O modelo Agrale Super City 150, apresentado ao longo dos anos 1990, surgiu como uma resposta às demandas por mobilidade urbana eficiente e acessível. Em geral, destaca-se pela proposta de oferecer um veículo que aliava baixo custo de aquisição e manutenção com facilidade de uso, sobretudo para deslocamentos diários em ambientes urbanos. Nesse contexto, a Super City 150 consolidou-se entre modelos que buscavam aliar economia de combustível a uma manutenção simplificada, características valorizadas por usuários que utilizam o veículo para trabalho autônomo, entregas em curta distância ou simplesmente como solução de transporte diário. Embora o tempo tenha levado a evoluções no design e na tecnologia automotiva, o histórico do modelo permanece ligado ao conceito de mobilidade prática defendido pela marca. Compreender esse passado ajuda a entender por que a avaliação de valor na FIPE para esse veículo se baseia em parâmetros que consideram a idade, o uso típico, as características técnicas e a disponibilidade de peças de reposição na época de fabricação.
Ficha técnica da Agrale Super City 150 (1995)
Abaixo estão as características técnicas que costumam compor a ficha de um modelo como a Super City 150 lançado na metade da década de 1990. Vale destacar que variações específicas podem existir entre unidades de produção e ao longo de diferentes anos-modelo, mas as informações a seguir refletem o perfil técnico típico desse conjunto de veículo urbano de 150 cm³.
- Motor: Monocilíndrico de aproximadamente 149 cm³, arrefecido a ar, com alimentação por carburador.

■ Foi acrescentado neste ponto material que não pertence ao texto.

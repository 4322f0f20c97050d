//! A GDB remote serial protocol stub for the emulator.
//!
//! Only a minimal subset of the protocol is understood. Retransmission requests are detected
//! but never honored.

pub mod command;
pub mod dispatch;
pub mod packet;
pub mod server;

/// The port the stub listens on unless told otherwise.
pub const DEFAULT_PORT: u16 = 5050;

/// Capacity of the inbound read buffer and the largest outbound frame.
pub const PACKET_BUFFER_SIZE: usize = 2048;

/// Sent raw (not framed) by the client when the user hits Ctrl-C.
pub const BREAK_BYTE: u8 = 0x03;
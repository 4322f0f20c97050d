use std::collections::VecDeque;

use crate::plat::{Engine, RegIndex, Signals};

use super::{
    decode::Instruction,
    ram::Ram,
    registers::Registers,
    EmuError,
};

/// Loads from this address return the keycode latched by the last external interrupt.
pub const KEYCODE_ADDR: u32 = 0xffff_fff0;

/// How many retired instructions are kept in [`Emulator::instr_history`].
const HISTORY_LEN: usize = 64;

/// The emulator's current state.
#[derive(Debug, Clone, Copy, PartialEq, Eq)]
pub enum EmuState {
    /// The next rising edge fetches and decodes the instruction at `pc`.
    Fetch,
    /// The next rising edge executes and retires the given instruction.
    Execute(Instruction),
    /// Idle after a `wfi`. Only an external interrupt wakes the core up.
    Sleep,
    /// Halt execution. Nothing but a reset leaves this state.
    Halt,
}

/// A multi-cycle RV32I core.
///
/// Every instruction takes two rising clock edges: one to fetch and decode it, one to execute and
/// retire it. [`Signals::VALID`] is raised on the retiring edge.
pub struct Emulator {
    pub registers: Registers,
    pub pc: u32,
    pub ram: Ram,
    pub state: EmuState,
    pub instr_history: VecDeque<Instruction>,
    reset_pc: u32,
    clk: bool,
    signals: Signals,
    irq_line: bool,
    irq_keycode: u8,
    keycode: u8,
    finished: bool,
}

impl Emulator {
    /// Creates a core with `ram_size` bytes of zeroed memory that starts executing at `reset_pc`.
    ///
    /// # Errors
    ///
    /// This function will return an error if `ram_size` is not a non-zero multiple of 4.
    pub fn new(ram_size: usize, reset_pc: u32) -> Result<Self, EmuError> {
        Ok(Self {
            registers: Registers::default(),
            pc: reset_pc,
            ram: Ram::new(ram_size)?,
            state: EmuState::Fetch,
            instr_history: VecDeque::with_capacity(HISTORY_LEN),
            reset_pc,
            clk: false,
            signals: Signals::empty(),
            irq_line: false,
            irq_keycode: 0,
            keycode: 0,
            finished: false,
        })
    }

    /// Loads a binary program image at the reset address.
    pub fn load(&mut self, image: &[u8]) -> Result<(), EmuError> {
        self.ram.load(self.reset_pc, image)
    }

    fn load_mem(&self, addr: u32, width: u32) -> u32 {
        if addr == KEYCODE_ADDR {
            self.keycode as u32
        } else {
            self.ram.read(addr, width)
        }
    }

    fn posedge(&mut self) {
        self.signals.remove(Signals::VALID | Signals::SHUTDOWN);

        if self.irq_line {
            self.keycode = self.irq_keycode;
            if self.state == EmuState::Sleep {
                log::debug!("interrupt woke the core (keycode {:#04x})", self.keycode);
                self.state = EmuState::Fetch;
            }
        }

        match self.state {
            EmuState::Fetch => {
                let word = self.ram.read(self.pc, 4);
                match Instruction::try_from(word) {
                    Ok(instr) => self.state = EmuState::Execute(instr),
                    Err(e) => {
                        log::error!("{} at pc={:08X}, ending simulation", e, self.pc);
                        self.state = EmuState::Halt;
                        self.finished = true;
                    }
                }
            }
            EmuState::Execute(instr) => {
                log::trace!("[pc={:08X}] {}", self.pc, instr);
                self.execute(instr);
                self.signals.insert(Signals::VALID);
                if self.instr_history.len() == HISTORY_LEN {
                    self.instr_history.pop_front();
                }
                self.instr_history.push_back(instr);
            }
            EmuState::Sleep | EmuState::Halt => {}
        }

        self.signals
            .set(Signals::SLEEPING, self.state == EmuState::Sleep);
    }

    fn execute(&mut self, instr: Instruction) {
        let pc = self.pc;
        let mut next_pc = pc.wrapping_add(4);
        self.state = EmuState::Fetch;

        match instr {
            Instruction::Lui { rd, imm } => self.registers.write(rd, imm),
            Instruction::Auipc { rd, imm } => self.registers.write(rd, pc.wrapping_add(imm)),
            Instruction::Jal { rd, offset } => {
                self.registers.write(rd, next_pc);
                next_pc = pc.wrapping_add(offset as u32);
            }
            Instruction::Jalr { rd, rs1, offset } => {
                let target = self.registers.read(rs1).wrapping_add(offset as u32) & !1;
                self.registers.write(rd, next_pc);
                next_pc = target;
            }
            Instruction::Branch {
                cond,
                rs1,
                rs2,
                offset,
            } => {
                if cond.taken(self.registers.read(rs1), self.registers.read(rs2)) {
                    next_pc = pc.wrapping_add(offset as u32);
                }
            }
            Instruction::Load {
                access,
                rd,
                rs1,
                offset,
            } => {
                let addr = self.registers.read(rs1).wrapping_add(offset as u32);
                let value = self.load_mem(addr, access.width);
                let value = match (access.width, access.signed) {
                    (1, true) => value as u8 as i8 as i32 as u32,
                    (2, true) => value as u16 as i16 as i32 as u32,
                    _ => value,
                };
                self.registers.write(rd, value);
            }
            Instruction::Store {
                width,
                rs1,
                rs2,
                offset,
            } => {
                let addr = self.registers.read(rs1).wrapping_add(offset as u32);
                self.ram.write(addr, width, self.registers.read(rs2));
            }
            Instruction::OpImm { mode, rd, rs1, imm } => {
                let value = mode.eval(self.registers.read(rs1), imm as u32);
                self.registers.write(rd, value);
            }
            Instruction::Op { mode, rd, rs1, rs2 } => {
                let value = mode.eval(self.registers.read(rs1), self.registers.read(rs2));
                self.registers.write(rd, value);
            }
            Instruction::Fence | Instruction::Ebreak => {}
            Instruction::Ecall => {
                log::info!("shutdown requested at pc={:08X}", pc);
                self.signals.insert(Signals::SHUTDOWN);
                self.state = EmuState::Halt;
                self.finished = true;
            }
            Instruction::Wfi => self.state = EmuState::Sleep,
        }

        self.pc = next_pc;
    }
}

impl Engine for Emulator {
    fn reset(&mut self) {
        self.registers.reset();
        self.pc = self.reset_pc;
        self.state = EmuState::Fetch;
        self.instr_history.clear();
        self.clk = false;
        self.signals = Signals::empty();
        self.irq_line = false;
        self.keycode = 0;
        self.finished = false;
        log::debug!("reset complete, pc={:08X}", self.pc);
    }

    fn set_clock(&mut self, high: bool) {
        let rising = high && !self.clk;
        self.clk = high;
        if rising && !self.finished {
            self.posedge();
        }
    }

    fn clock(&self) -> bool {
        self.clk
    }

    fn signals(&self) -> Signals {
        self.signals
    }

    fn finished(&self) -> bool {
        self.finished
    }

    fn set_external_interrupt(&mut self, asserted: bool, keycode: u8) {
        self.irq_line = asserted;
        self.irq_keycode = keycode;
    }

    fn read_register(&self, reg: RegIndex) -> u32 {
        if reg.is_pc() {
            self.pc
        } else {
            self.registers.read(reg.index() as u8)
        }
    }

    fn read_byte(&self, addr: u32) -> u8 {
        self.ram.read_byte(addr)
    }
}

Configuração comum em scooters de baixa cilindrada da época, voltada para simplicidade, robustez e facilidade de manutenção.
- Transmissão: Automática CVT (transmissão contínua de variação), com correia, projetada para uso urbano sem necessidade de troca de marchas pelo motorista. Essa configuração facilita a condução em trânsito intenso e paradas frequentes.

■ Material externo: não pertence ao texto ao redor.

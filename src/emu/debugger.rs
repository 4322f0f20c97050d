use crate::plat::{Engine, RegIndex, Signals, NUM_REGS};

use super::{breakpoints::BreakpointTable, interrupt::InterruptLatch, EmuError};

/// What the debugger is currently doing with the core.
///
/// [`SteppingOne`][Self::SteppingOne] and [`RunningBounded`][Self::RunningBounded] only last for
/// the duration of the call that entered them. Between calls the state is always `Idle`,
/// `RunningContinuous` or `Finished`.
#[derive(Debug, Clone, Copy, PartialEq, Eq)]
pub enum ExecState {
    /// Stopped, waiting for a command.
    Idle,
    /// Inside a single [`step`][Debugger::step].
    SteppingOne,
    /// Inside a [`step_bounded`][Debugger::step_bounded] run.
    RunningBounded,
    /// Free-running in bursts until a breakpoint is hit or the client interrupts.
    RunningContinuous,
    /// The engine signaled completion. Terminal.
    Finished,
}

/// Drives an [`Engine`] one retired instruction at a time, watching for breakpoints and
/// feeding it interrupts scheduled from other threads.
///
/// This is the only thing that ever mutates the engine.
pub struct Debugger<E: Engine> {
    engine: E,
    breakpoints: BreakpointTable,
    interrupts: InterruptLatch,
    state: ExecState,
}

impl<E: Engine> Debugger<E> {
    /// Takes ownership of `engine` and resets it.
    pub fn new(mut engine: E, interrupts: InterruptLatch) -> Self {
        engine.reset();
        Self {
            engine,
            breakpoints: BreakpointTable::new(),
            interrupts,
            state: ExecState::Idle,
        }
    }

    pub fn engine(&self) -> &E {
        &self.engine
    }

    pub fn state(&self) -> ExecState {
        self.state
    }

    pub fn breakpoints(&self) -> &BreakpointTable {
        &self.breakpoints
    }

    /// Returns `true` while a continuous run is outstanding.
    pub fn is_running(&self) -> bool {
        self.state == ExecState::RunningContinuous
    }

    /// Enters continuous-run mode. The caller advances it with [`step_bounded`][Self::step_bounded].
    pub fn resume(&mut self) {
        if self.state != ExecState::Finished {
            self.state = ExecState::RunningContinuous;
        }
    }

    /// Leaves continuous-run mode. Returns `true` if a run was outstanding.
    pub fn halt(&mut self) -> bool {
        let was_running = self.is_running();
        if was_running {
            self.state = ExecState::Idle;
        }
        was_running
    }

    /// Adds a PC breakpoint. Returns `false` if the breakpoint table is full.
    pub fn set_breakpoint(&mut self, addr: u32) -> bool {
        self.breakpoints.insert(addr)
    }

    /// Removes a PC breakpoint. Removing one that doesn't exist also succeeds.
    pub fn clear_breakpoint(&mut self, addr: u32) -> bool {
        self.breakpoints.remove(addr)
    }

    pub fn register(&self, reg: RegIndex) -> u32 {
        self.engine.read_register(reg)
    }

    /// Reads every register in GDB order: `x0` - `x31`, then `pc`.
    pub fn registers(&self) -> [u32; NUM_REGS] {
        let mut regs = [0u32; NUM_REGS];
        for (slot, reg) in regs.iter_mut().zip(RegIndex::all()) {
            *slot = self.engine.read_register(reg);
        }
        regs
    }

    /// Fills `buf` with memory starting at `addr`. `addr` needs no particular alignment.
    pub fn read_memory(&self, addr: u32, buf: &mut [u8]) {
        for (i, byte) in buf.iter_mut().enumerate() {
            *byte = self.engine.read_byte(addr.wrapping_add(i as u32));
        }
    }

    /// Advances the core by exactly one retired instruction or one sleeping cycle.
    ///
    /// # Errors
    ///
    /// Returns [`EmuError::Finished`] if the engine signaled completion. Once that happens every
    /// later call fails the same way.
    pub fn step(&mut self) -> Result<(), EmuError> {
        self.ensure_alive()?;
        let outer = self.state;
        if outer != ExecState::RunningContinuous {
            self.state = ExecState::SteppingOne;
        }
        self.advance()?;
        self.state = if outer == ExecState::RunningContinuous {
            outer
        } else {
            ExecState::Idle
        };
        Ok(())
    }

    /// Steps up to `n` times, checking the PC against the breakpoint table after every step.
    ///
    /// Returns `true` the moment a breakpoint matches and `false` once `n` steps went by without
    /// one. A breakpoint match ends a continuous run; running out of steps does not.
    ///
    /// # Errors
    ///
    /// Returns [`EmuError::Finished`] if the engine signaled completion during the run.
    pub fn step_bounded(&mut self, n: usize) -> Result<bool, EmuError> {
        self.run(Some(n))
    }

    /// Steps until a breakpoint matches. Used when no debugger is attached.
    ///
    /// # Errors
    ///
    /// Returns [`EmuError::Finished`] when the program completes.
    pub fn run_to_breakpoint(&mut self) -> Result<(), EmuError> {
        self.run(None).map(|_| ())
    }

    fn run(&mut self, limit: Option<usize>) -> Result<bool, EmuError> {
        self.ensure_alive()?;
        let outer = self.state;
        if outer != ExecState::RunningContinuous {
            self.state = ExecState::RunningBounded;
        }

        let mut steps = 0usize;
        while limit.map_or(true, |n| steps < n) {
            self.advance()?;
            steps += 1;

            let pc = self.engine.read_register(RegIndex::PC);
            if self.breakpoints.contains(pc) {
                log::debug!("breakpoint hit at pc={:08X} after {} steps", pc, steps);
                self.state = ExecState::Idle;
                return Ok(true);
            }
        }

        self.state = if outer == ExecState::RunningContinuous {
            outer
        } else {
            ExecState::Idle
        };
        Ok(false)
    }

    fn ensure_alive(&self) -> Result<(), EmuError> {
        if self.state == ExecState::Finished {
            Err(EmuError::Finished)
        } else {
            Ok(())
        }
    }

    fn finish(&mut self) -> EmuError {
        self.state = ExecState::Finished;
        EmuError::Finished
    }

    /// Toggles the clock until the core retires an instruction or reports that it is sleeping.
    ///
    /// A pending interrupt is driven onto the engine's lines for the first falling and rising
    /// evaluation, then dropped on the next half-cycle.
    fn advance(&mut self) -> Result<(), EmuError> {
        let mut irq = self.interrupts.take();
        if let Some(keycode) = irq {
            log::debug!("delivering interrupt (keycode {:#04x})", keycode);
            self.engine.set_external_interrupt(true, keycode);
        }

        self.engine.set_clock(false);

        loop {
            if self.engine.finished() {
                return Err(self.finish());
            }

            let clk = !self.engine.clock();
            self.engine.set_clock(clk);

            if let Some(keycode) = irq.take() {
                self.engine.set_external_interrupt(false, keycode);
            }

            let signals = self.engine.signals();
            if clk && signals.contains(Signals::VALID | Signals::SHUTDOWN) {
                log::info!("program requested shutdown");
                return Err(self.finish());
            }
            if clk && signals.intersects(Signals::VALID | Signals::SLEEPING) {
                return Ok(());
            }
        }
    }
}

#[cfg(test)]
mod tests {
    use super::*;
    use crate::emu::interrupt::InterruptGate;

    /// Retires one instruction per rising edge, advancing the PC by 4.
    #[derive(Default)]
    struct MockEngine {
        pc: u32,
        clk: bool,
        signals: Signals,
        irq: bool,
        keycode: u8,
        sleeping: bool,
        retired: u32,
        shutdown_after: Option<u32>,
        finished: bool,
        resets: usize,
        /// `(clock, interrupt line)` as seen by every evaluation.
        evals: Vec<(bool, bool)>,
    }

    impl Engine for MockEngine {
        fn reset(&mut self) {
            self.pc = 0;
            self.resets += 1;
        }

        fn set_clock(&mut self, high: bool) {
            let rising = high && !self.clk;
            self.clk = high;
            self.evals.push((high, self.irq));
            if !rising {
                return;
            }
            self.signals = Signals::empty();
            if self.sleeping {
                self.signals.insert(Signals::SLEEPING);
                self.sleeping = !self.irq;
                return;
            }
            self.pc += 4;
            self.retired += 1;
            self.signals.insert(Signals::VALID);
            if self.shutdown_after == Some(self.retired) {
                self.signals.insert(Signals::SHUTDOWN);
                self.finished = true;
            }
        }

        fn clock(&self) -> bool {
            self.clk
        }

        fn signals(&self) -> Signals {
            self.signals
        }

        fn finished(&self) -> bool {
            self.finished
        }

        fn set_external_interrupt(&mut self, asserted: bool, keycode: u8) {
            self.irq = asserted;
            self.keycode = keycode;
        }

        fn read_register(&self, reg: RegIndex) -> u32 {
            if reg.is_pc() {
                self.pc
            } else {
                reg.index() * 0x11
            }
        }

        fn read_byte(&self, addr: u32) -> u8 {
            addr as u8
        }
    }

    fn debugger(engine: MockEngine) -> (Debugger<MockEngine>, InterruptGate) {
        let (gate, latch) = InterruptGate::new();
        (Debugger::new(engine, latch), gate)
    }

    #[test]
    fn test_new_resets_engine() {
        let (dbg, _) = debugger(MockEngine {
            pc: 0x80,
            ..Default::default()
        });
        assert_eq!(dbg.engine().resets, 1);
        assert_eq!(dbg.register(RegIndex::PC), 0);
        assert_eq!(dbg.state(), ExecState::Idle);
    }

    #[test]
    fn test_step_retires_one() {
        let (mut dbg, _) = debugger(MockEngine::default());
        dbg.step().unwrap();
        dbg.step().unwrap();
        assert_eq!(dbg.register(RegIndex::PC), 8);
        assert_eq!(dbg.engine().retired, 2);
        assert_eq!(dbg.state(), ExecState::Idle);
    }

    #[test]
    fn test_sleeping_cycle_counts_as_step() {
        let (mut dbg, _) = debugger(MockEngine {
            sleeping: true,
            ..Default::default()
        });
        dbg.step().unwrap();
        assert_eq!(dbg.register(RegIndex::PC), 0);
        assert!(dbg.engine().sleeping);
    }

    #[test]
    fn test_interrupt_held_for_one_toggle() {
        let (mut dbg, gate) = debugger(MockEngine::default());
        gate.schedule(b'a');
        gate.schedule(b'b');
        dbg.step().unwrap();
        dbg.step().unwrap();

        let evals = &dbg.engine().evals;
        assert_eq!(evals[..2], [(false, true), (true, true)]);
        assert!(evals[2..].iter().all(|&(_, irq)| !irq));
        assert_eq!(dbg.engine().keycode, b'b');
        assert!(!dbg.engine().irq);
    }

    #[test]
    fn test_interrupt_wakes_sleeping_core() {
        let (mut dbg, gate) = debugger(MockEngine {
            sleeping: true,
            ..Default::default()
        });
        dbg.step().unwrap();
        gate.schedule(1);
        dbg.step().unwrap();
        dbg.step().unwrap();
        assert_eq!(dbg.register(RegIndex::PC), 4);
    }

    #[test]
    fn test_step_bounded() {
        let (mut dbg, _) = debugger(MockEngine::default());
        assert!(dbg.set_breakpoint(12));
        assert!(!dbg.step_bounded(2).unwrap());
        assert_eq!(dbg.register(RegIndex::PC), 8);
        assert_eq!(dbg.state(), ExecState::Idle);
        assert!(dbg.step_bounded(5).unwrap());
        assert_eq!(dbg.register(RegIndex::PC), 12);
        assert!(!dbg.step_bounded(0).unwrap());
        assert_eq!(dbg.register(RegIndex::PC), 12);
    }

    #[test]
    fn test_continuous_run_state() {
        let (mut dbg, _) = debugger(MockEngine::default());
        dbg.set_breakpoint(40);
        dbg.resume();
        assert!(dbg.is_running());
        assert!(!dbg.step_bounded(4).unwrap());
        assert!(dbg.is_running());
        assert!(dbg.step_bounded(100).unwrap());
        assert!(!dbg.is_running());
        assert_eq!(dbg.register(RegIndex::PC), 40);

        dbg.resume();
        assert!(dbg.halt());
        assert!(!dbg.halt());
    }

    #[test]
    fn test_completion_is_terminal() {
        let (mut dbg, _) = debugger(MockEngine {
            shutdown_after: Some(3),
            ..Default::default()
        });
        assert!(matches!(dbg.step_bounded(10), Err(EmuError::Finished)));
        assert_eq!(dbg.state(), ExecState::Finished);
        assert!(matches!(dbg.step(), Err(EmuError::Finished)));
        dbg.resume();
        assert!(!dbg.is_running());
    }

    #[test]
    fn test_run_to_breakpoint() {
        let (mut dbg, _) = debugger(MockEngine::default());
        dbg.set_breakpoint(0x100);
        dbg.run_to_breakpoint().unwrap();
        assert_eq!(dbg.register(RegIndex::PC), 0x100);
    }

    #[test]
    fn test_snapshot_and_memory() {
        let (dbg, _) = debugger(MockEngine::default());
        let regs = dbg.registers();
        assert_eq!(regs[3], 0x33);
        assert_eq!(regs[32], 0);

        let mut buf = [0u8; 4];
        dbg.read_memory(0x1001, &mut buf);
        assert_eq!(buf, [0x01, 0x02, 0x03, 0x04]);
    }
}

- Peso e dimensões: Peso em ordem de marcha próximo de 110 kg, com comprimento típico em torno de 1,80 a 1,90 metros. Largura e altura compatíveis com scooters urbanas da década de 1990, resultando em boa manobrabilidade e ergonomia para o usuário.
- Capacidade e consumo de combustível: Tanque de combustível com capacidade de aproximadamente 4 litros. Foco histórico em economia de combustível para deslocamentos diários, o que era uma vantagem competitiva para o público-alvo da época.

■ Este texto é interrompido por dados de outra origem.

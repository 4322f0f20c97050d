// RV32I encoders for building test programs.

pub fn i_type(opcode: u32, funct3: u32, rd: u32, rs1: u32, imm: i32) -> u32 {
    ((imm as u32 & 0xfff) << 20) | (rs1 << 15) | (funct3 << 12) | (rd << 7) | opcode
}

pub fn addi(rd: u32, rs1: u32, imm: i32) -> u32 {
    i_type(0b001_0011, 0b000, rd, rs1, imm)
}

pub fn add(rd: u32, rs1: u32, rs2: u32) -> u32 {
    (rs2 << 20) | (rs1 << 15) | (rd << 7) | 0b011_0011
}

pub fn lw(rd: u32, rs1: u32, imm: i32) -> u32 {
    i_type(0b000_0011, 0b010, rd, rs1, imm)
}

pub fn lbu(rd: u32, rs1: u32, imm: i32) -> u32 {
    i_type(0b000_0011, 0b100, rd, rs1, imm)
}

pub fn sw(rs1: u32, rs2: u32, imm: i32) -> u32 {
    let imm = imm as u32;
    ((imm >> 5 & 0x7f) << 25)
        | (rs2 << 20)
        | (rs1 << 15)
        | (0b010 << 12)
        | ((imm & 0x1f) << 7)
        | 0b010_0011
}

pub fn lui(rd: u32, imm20: u32) -> u32 {
    (imm20 << 12) | (rd << 7) | 0b011_0111
}

pub fn jal(rd: u32, offset: i32) -> u32 {
    let imm = offset as u32;
    ((imm >> 20 & 1) << 31)
        | ((imm >> 1 & 0x3ff) << 21)
        | ((imm >> 11 & 1) << 20)
        | ((imm >> 12 & 0xff) << 12)
        | (rd << 7)
        | 0b110_1111
}

pub fn beq(rs1: u32, rs2: u32, offset: i32) -> u32 {
    let imm = offset as u32;
    ((imm >> 12 & 1) << 31)
        | ((imm >> 5 & 0x3f) << 25)
        | (rs2 << 20)
        | (rs1 << 15)
        | ((imm >> 1 & 0xf) << 8)
        | ((imm >> 11 & 1) << 7)
        | 0b110_0011
}

pub fn ecall() -> u32 {
    0x0000_0073
}

pub fn wfi() -> u32 {
    0x1050_0073
}

/// Lays out instruction words as a little-endian image.
pub fn assemble(words: &[u32]) -> Vec<u8> {
    words.iter().flat_map(|w| w.to_le_bytes()).collect()
}
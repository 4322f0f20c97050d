//! The emulator/debugger module for pspsim.

use thiserror::Error;

pub mod alu;
pub mod breakpoints;
pub mod debugger;
pub mod decode;
pub mod emulator;
pub mod interrupt;
pub mod ram;
pub mod registers;

#[cfg(test)]
pub(crate) mod test_utils;

#[derive(Debug, Error)]
pub enum EmuError {
    #[error("program image of {len} bytes does not fit at {addr:#010x} in {size} bytes of RAM")]
    ImageTooLarge { addr: u32, len: usize, size: usize },
    #[error("RAM size must be a non-zero multiple of 4, got {0}")]
    InvalidRamSize(usize),
    /// The engine signaled program completion. There is nothing left to run or debug.
    #[error("program finished")]
    Finished,
}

Além desses itens, aspectos como o sistema de freios (tipicamente tambor nas duas rodas em muitos modelos dessa era), suspensão, iluminação e instrumentação básica compõem o conjunto de especificações que ajudam a compor a ficha técnica completa. Essas informações são úteis tanto para avaliação de mercado quanto para planejamento de seguro, pois ajudam a entender o nível de complexidade mecânica e o custo de substituição de peças. Quando falamos de um modelo de 1995, é comum que o estado de conservação, o histórico de manutenção e a disponibilidade de peças autênticas influenciem o valor de reposição de forma mais significativa do que em motocicletas modernas com tecnologia mais padronizada.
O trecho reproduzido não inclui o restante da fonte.